Stawell’s parliamentary ambitions were aroused, he claimed, by the decay of ‘the King’s interest’ in the closing sessions of the Cavalier Parliament, so that ‘he resolved to stand for the first Member’s place which shall fall in Somerset, whether knight of the shire or other, and, commanding Bridgwater [militia] regiment, he thinks his interest best there’. He began to canvass before the dissolution, with the excuse that the sitting Member, Peregrine Palmer, could not be expected to live long. He succeeded Palmer as court candidate at the first general election of 1679, and was classed by Shaftesbury as ‘base’. However, there was a double return, and he never took his seat. He was successful in the autumn, but left no trace on the records of the second Exclusion Parliament, and lost his seat in 1681.3

Raised to the peerage in 1683, Stawell was active in prosecuting dissenters in Somerset, and instrumental in securing the surrender of the Bridgwater charter.
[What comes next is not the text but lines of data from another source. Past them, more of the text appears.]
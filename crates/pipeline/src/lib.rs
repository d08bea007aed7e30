//! Job pipeline: everything a worker does around one engine scan.
//!
//! - [`progress`] turns absolute engine progress into tracker increments
//!   without blocking the engine's status reader.
//! - [`archive`] packages the engine's output directory.
//! - [`job`] runs the staged steps for one job and acknowledges it.
//! - [`source`] abstracts where jobs come from and drains a source
//!   through the pipeline one job at a time.

pub mod archive;
pub mod error;
pub mod job;
pub mod progress;
pub mod source;

pub use error::PipelineError;
pub use job::{JobPipeline, JobSummary};
pub use progress::ProgressRelay;
pub use source::{
    drain, AckError, Acknowledger, Delivery, DrainSummary, JobSource, NoAck, StaticSource,
};
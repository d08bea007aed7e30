//! The seam between the job pipeline and the engine.

use std::path::{Path, PathBuf};
use std::str::FromStr;
use std::sync::Arc;

use async_trait::async_trait;
use tokio_util::sync::CancellationToken;

use crate::error::EngineError;
use crate::messages::Command;
use crate::oneshot::run_oneshot;
use crate::progress::ProgressSink;
use crate::session::{EngineSession, SessionConfig, SessionReport};

/// What to scan. File names are passed to the engine verbatim and resolved
/// relative to its working directory.
#[derive(Debug, Clone, PartialEq, Eq)]
pub struct ScanRequest {
    pub scan_file: String,
    pub db_file: String,
    pub multi_hits: bool,
    pub hmmer3_compat: bool,
}

impl ScanRequest {
    /// A request with multi-hit scanning on and HMMER3 compatibility off.
    pub fn new(scan_file: impl Into<String>, db_file: impl Into<String>) -> Self {
        Self {
            scan_file: scan_file.into(),
            db_file: db_file.into(),
            multi_hits: true,
            hmmer3_compat: false,
        }
    }

    pub(crate) fn command(&self) -> Command<'_> {
        Command::Scan {
            scan_file: &self.scan_file,
            db_file: &self.db_file,
            multi_hits: self.multi_hits,
            hmmer3_compat: self.hmmer3_compat,
        }
    }
}

/// Which control protocol the engine binary speaks.
#[derive(Debug, Clone, Copy, PartialEq, Eq, Default)]
pub enum EngineProtocol {
    /// Commands on stdin, status replies on stdout.
    #[default]
    Interactive,
    /// Files as arguments, progress lines on stdout.
    Oneshot,
}

impl FromStr for EngineProtocol {
    type Err = String;

    fn from_str(s: &str) -> Result<Self, Self::Err> {
        match s.trim().to_ascii_lowercase().as_str() {
            "interactive" => Ok(Self::Interactive),
            "oneshot" => Ok(Self::Oneshot),
            other => Err(format!(
                "unknown engine protocol {other:?} (expected \"interactive\" or \"oneshot\")"
            )),
        }
    }
}

/// Runs one scan to completion.
#[async_trait]
pub trait ScanEngine: Send + Sync {
    async fn scan(
        &self,
        request: &ScanRequest,
        progress: Arc<dyn ProgressSink>,
        cancel: CancellationToken,
    ) -> Result<SessionReport, EngineError>;
}

/// [`ScanEngine`] backed by a real engine binary.
#[derive(Debug, Clone)]
pub struct EngineRunner {
    binary: PathBuf,
    protocol: EngineProtocol,
    config: SessionConfig,
}

impl EngineRunner {
    pub fn new(binary: impl Into<PathBuf>) -> Self {
        Self {
            binary: binary.into(),
            protocol: EngineProtocol::default(),
            config: SessionConfig::default(),
        }
    }

    pub fn with_protocol(mut self, protocol: EngineProtocol) -> Self {
        self.protocol = protocol;
        self
    }

    pub fn with_config(mut self, config: SessionConfig) -> Self {
        self.config = config;
        self
    }

    pub fn binary(&self) -> &Path {
        &self.binary
    }

    pub fn config(&self) -> &SessionConfig {
        &self.config
    }
}

#[async_trait]
impl ScanEngine for EngineRunner {
    async fn scan(
        &self,
        request: &ScanRequest,
        progress: Arc<dyn ProgressSink>,
        cancel: CancellationToken,
    ) -> Result<SessionReport, EngineError> {
        match self.protocol {
            EngineProtocol::Interactive => {
                EngineSession::launch(&self.binary, request, &self.config, progress)?
                    .with_cancellation(cancel)
                    .wait()
                    .await
            }
            EngineProtocol::Oneshot => {
                run_oneshot(&self.binary, request, &self.config, progress, cancel).await
            }
        }
    }
}

// ---------------------------------------------------------------------------
// Tests
// ---------------------------------------------------------------------------
/// Tracker primary keys (scans, jobs, HMMs, databases) are 64-bit integers.
pub type DbId = i64;

/// A progress reading reported by the engine, in percent (`0..=100`).
pub type Percent = u8;
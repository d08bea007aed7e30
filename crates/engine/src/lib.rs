//! Driver for the external scan engine.
//!
//! The engine is an opaque binary controlled over a line-oriented protocol
//! on its standard streams. This crate spawns it ([`connection`]), speaks
//! the protocol ([`messages`]), tracks the shared protocol state
//! ([`state`]) and runs the three concurrent activities of one scan
//! ([`session`]). [`runner`] puts both supported engine protocols behind
//! the [`ScanEngine`](runner::ScanEngine) seam used by the job pipeline.

pub mod connection;
pub mod error;
pub mod messages;
pub mod oneshot;
pub mod progress;
pub mod runner;
pub mod session;
pub mod state;

#[cfg(test)]
pub(crate) mod testing;

pub use error::EngineError;
pub use progress::ProgressSink;
pub use runner::{EngineProtocol, EngineRunner, ScanEngine, ScanRequest};
pub use session::{EngineSession, SessionConfig, SessionReport};
pub use state::ProtocolState;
He promised Sunderland that he would do his utmost ‘to promote the election of sound and loyal Members’ to James II’s Parliament in Dorset, Hampshire and Wiltshire as well as in his own county. In June 1685 he led his regiment against Monmouth, but most of his men deserted to the rebels. A well-meant effort by Jeffreys to console him by hanging Col. Bovett, one of his father’s chief persecutors, outside the gates of Cothelstone does not seem to have been favourably received. He moved to Low Ham, where he began to build an ambitious mansion measuring four hundred feet by one hundred, and by 1687 he was reckoned among the opposition peers. Although James II appointed him lord lieutenant in succession to the Roman Catholic Lord Waldegrave in November 1688, he at once rallied to William of Orange. Nevertheless after the Revolution he was replaced by Lord Fitzhardinge (Sir Maurice Berkeley). He died on 8 Aug. 1689, aged 48, and was buried at Low Ham. His architectural extravagance permanently crippled the family finances, and he was the last to sit in the Commons.4

Ref Volumes: 1660-1690

Author: Irene Cassidy

Notes

  • 1. G. D. Stawell, Quantock Fam. 111-13; Soc. of Genealogists, St. Peter le Poer par. reg.
  • 2. Stawell, 114; E. Green, Bibl. Som. iii. 344; CSP Dom. 1687-9, p. 342.
  • 3. Som. RO, Sanford mss 3109, Wm. to Edward Clark, 29 Dec. 1678; CJ, ix. 578; Prot. Dom. Intell. 4 Mar. 1681.
  • 4. CSP Dom. Jan.-June 1683, pp. 194, 322-3; July-Sept. 1683, pp. 9, 119, 401-2; 1685, p. 33; HMC 6th Rep. 347; HMC Sackville, i. 3; R. Locke, Western Rebellion, 9; N. Pevsner, South and West Som. 224; HMC 7th Rep. 348; E. Green, March of Wm. of Orange through Som. 57-58; Stawell, 119.